### [RECORDS FOR THIS EXERCISE]
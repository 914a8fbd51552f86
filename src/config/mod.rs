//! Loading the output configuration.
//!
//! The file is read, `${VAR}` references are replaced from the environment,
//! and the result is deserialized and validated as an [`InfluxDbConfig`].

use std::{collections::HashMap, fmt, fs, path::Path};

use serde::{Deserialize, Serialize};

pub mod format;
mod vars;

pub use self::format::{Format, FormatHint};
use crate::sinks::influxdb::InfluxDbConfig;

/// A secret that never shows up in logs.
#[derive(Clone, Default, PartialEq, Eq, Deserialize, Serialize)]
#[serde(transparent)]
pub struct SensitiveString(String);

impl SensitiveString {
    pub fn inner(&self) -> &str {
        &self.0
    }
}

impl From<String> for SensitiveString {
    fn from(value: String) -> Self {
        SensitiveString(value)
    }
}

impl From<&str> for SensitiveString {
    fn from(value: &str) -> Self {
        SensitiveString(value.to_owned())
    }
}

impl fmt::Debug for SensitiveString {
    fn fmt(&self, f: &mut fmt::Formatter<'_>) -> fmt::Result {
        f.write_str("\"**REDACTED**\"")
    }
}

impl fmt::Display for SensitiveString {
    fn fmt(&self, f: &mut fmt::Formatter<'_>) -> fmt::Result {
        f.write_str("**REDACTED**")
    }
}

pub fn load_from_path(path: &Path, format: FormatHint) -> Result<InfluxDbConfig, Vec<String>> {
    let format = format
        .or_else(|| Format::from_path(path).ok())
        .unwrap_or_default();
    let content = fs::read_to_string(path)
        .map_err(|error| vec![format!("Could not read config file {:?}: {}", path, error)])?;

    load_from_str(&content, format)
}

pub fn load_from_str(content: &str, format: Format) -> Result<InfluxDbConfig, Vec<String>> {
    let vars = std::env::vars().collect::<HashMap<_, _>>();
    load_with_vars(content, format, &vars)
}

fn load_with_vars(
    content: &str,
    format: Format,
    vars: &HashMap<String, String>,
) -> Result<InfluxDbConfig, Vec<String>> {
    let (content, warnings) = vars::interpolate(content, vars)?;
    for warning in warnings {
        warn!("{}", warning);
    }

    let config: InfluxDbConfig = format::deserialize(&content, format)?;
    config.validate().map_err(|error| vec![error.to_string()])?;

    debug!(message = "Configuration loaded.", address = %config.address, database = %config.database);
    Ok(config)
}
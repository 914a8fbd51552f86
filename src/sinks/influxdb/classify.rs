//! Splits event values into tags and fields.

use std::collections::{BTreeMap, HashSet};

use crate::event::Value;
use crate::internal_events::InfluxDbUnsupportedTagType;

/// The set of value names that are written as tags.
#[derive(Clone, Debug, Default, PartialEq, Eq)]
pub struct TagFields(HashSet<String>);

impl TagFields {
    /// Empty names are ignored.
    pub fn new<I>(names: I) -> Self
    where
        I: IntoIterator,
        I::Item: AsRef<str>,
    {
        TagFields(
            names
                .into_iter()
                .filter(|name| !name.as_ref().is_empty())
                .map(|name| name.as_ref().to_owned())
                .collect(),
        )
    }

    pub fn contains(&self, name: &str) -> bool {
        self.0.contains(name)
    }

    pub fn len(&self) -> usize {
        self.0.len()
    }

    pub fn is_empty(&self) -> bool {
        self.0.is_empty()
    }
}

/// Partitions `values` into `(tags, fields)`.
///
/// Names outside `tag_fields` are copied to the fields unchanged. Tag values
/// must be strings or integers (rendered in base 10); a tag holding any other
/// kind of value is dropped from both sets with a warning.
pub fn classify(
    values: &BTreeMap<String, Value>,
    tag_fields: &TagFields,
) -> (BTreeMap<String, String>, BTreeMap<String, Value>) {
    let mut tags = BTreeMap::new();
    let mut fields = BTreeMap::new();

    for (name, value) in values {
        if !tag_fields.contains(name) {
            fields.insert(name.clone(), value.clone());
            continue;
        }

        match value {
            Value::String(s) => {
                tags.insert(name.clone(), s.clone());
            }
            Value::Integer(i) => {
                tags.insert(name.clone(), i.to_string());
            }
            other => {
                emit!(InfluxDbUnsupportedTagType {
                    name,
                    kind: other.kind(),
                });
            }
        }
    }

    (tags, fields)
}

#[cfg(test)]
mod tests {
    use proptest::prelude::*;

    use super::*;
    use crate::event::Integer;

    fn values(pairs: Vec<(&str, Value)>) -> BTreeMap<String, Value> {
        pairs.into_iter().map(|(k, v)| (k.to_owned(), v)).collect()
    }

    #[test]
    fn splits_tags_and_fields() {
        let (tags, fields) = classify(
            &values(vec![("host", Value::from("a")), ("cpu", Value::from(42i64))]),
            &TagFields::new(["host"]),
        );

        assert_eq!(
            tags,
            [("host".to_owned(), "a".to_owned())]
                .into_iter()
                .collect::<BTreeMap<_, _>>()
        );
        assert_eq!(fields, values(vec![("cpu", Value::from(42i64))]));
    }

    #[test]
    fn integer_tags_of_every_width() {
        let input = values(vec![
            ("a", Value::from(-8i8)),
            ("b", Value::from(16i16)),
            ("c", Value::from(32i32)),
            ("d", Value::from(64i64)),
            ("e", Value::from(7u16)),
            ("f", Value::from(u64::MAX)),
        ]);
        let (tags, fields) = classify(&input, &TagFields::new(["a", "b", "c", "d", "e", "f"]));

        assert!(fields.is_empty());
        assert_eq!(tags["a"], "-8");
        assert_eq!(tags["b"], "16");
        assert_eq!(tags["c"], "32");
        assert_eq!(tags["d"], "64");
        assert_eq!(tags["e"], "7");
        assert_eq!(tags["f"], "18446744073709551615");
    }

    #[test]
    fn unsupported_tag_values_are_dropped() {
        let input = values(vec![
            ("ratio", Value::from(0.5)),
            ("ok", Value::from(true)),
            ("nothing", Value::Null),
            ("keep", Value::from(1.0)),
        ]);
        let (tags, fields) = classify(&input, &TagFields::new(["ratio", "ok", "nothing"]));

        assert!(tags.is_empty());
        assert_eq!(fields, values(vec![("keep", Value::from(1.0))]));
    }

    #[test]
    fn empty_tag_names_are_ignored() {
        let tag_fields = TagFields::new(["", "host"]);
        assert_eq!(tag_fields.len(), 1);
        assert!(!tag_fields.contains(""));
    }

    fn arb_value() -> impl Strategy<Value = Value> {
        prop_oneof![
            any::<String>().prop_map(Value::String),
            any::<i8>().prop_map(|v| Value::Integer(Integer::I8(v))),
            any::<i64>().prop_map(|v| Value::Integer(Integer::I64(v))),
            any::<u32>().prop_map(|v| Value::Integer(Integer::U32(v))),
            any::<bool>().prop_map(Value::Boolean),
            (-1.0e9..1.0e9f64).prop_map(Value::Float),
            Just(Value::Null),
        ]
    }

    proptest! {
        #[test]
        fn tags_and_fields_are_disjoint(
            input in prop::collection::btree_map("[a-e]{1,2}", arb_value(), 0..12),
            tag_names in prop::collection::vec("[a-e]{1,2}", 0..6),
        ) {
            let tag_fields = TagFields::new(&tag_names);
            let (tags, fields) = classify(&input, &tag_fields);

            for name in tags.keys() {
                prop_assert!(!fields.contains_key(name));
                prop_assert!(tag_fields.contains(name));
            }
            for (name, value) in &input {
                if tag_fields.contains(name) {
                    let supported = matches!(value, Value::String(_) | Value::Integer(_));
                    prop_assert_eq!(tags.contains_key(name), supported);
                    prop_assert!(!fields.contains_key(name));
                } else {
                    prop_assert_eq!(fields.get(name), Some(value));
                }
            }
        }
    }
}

### [WHAT YOU ARE ASKED TO DO]
Write out a verbatim copy of the data, beginning with its first line and ending with the line that contains "impl From<&str> for".

### [REPLY TO THE TASK]
repository 914a8fbd51552f86
filename src/config/mod.rs
//! Loading the output configuration.
//!
//! The file is read, `${VAR}` references are replaced from the environment,
//! and the result is deserialized and validated as an [`InfluxDbConfig`].

use std::{collections::HashMap, fmt, fs, path::Path};

use serde::{Deserialize, Serialize};

pub mod format;
mod vars;

pub use self::format::{Format, FormatHint};
use crate::sinks::influxdb::InfluxDbConfig;

/// A secret that never shows up in logs.
#[derive(Clone, Default, PartialEq, Eq, Deserialize, Serialize)]
#[serde(transparent)]
pub struct SensitiveString(String);

impl SensitiveString {
    pub fn inner(&self) -> &str {
        &self.0
    }
}

impl From<String> for SensitiveString {
    fn from(value: String) -> Self {
        SensitiveString(value)
    }
}

impl From<&str> for SensitiveString {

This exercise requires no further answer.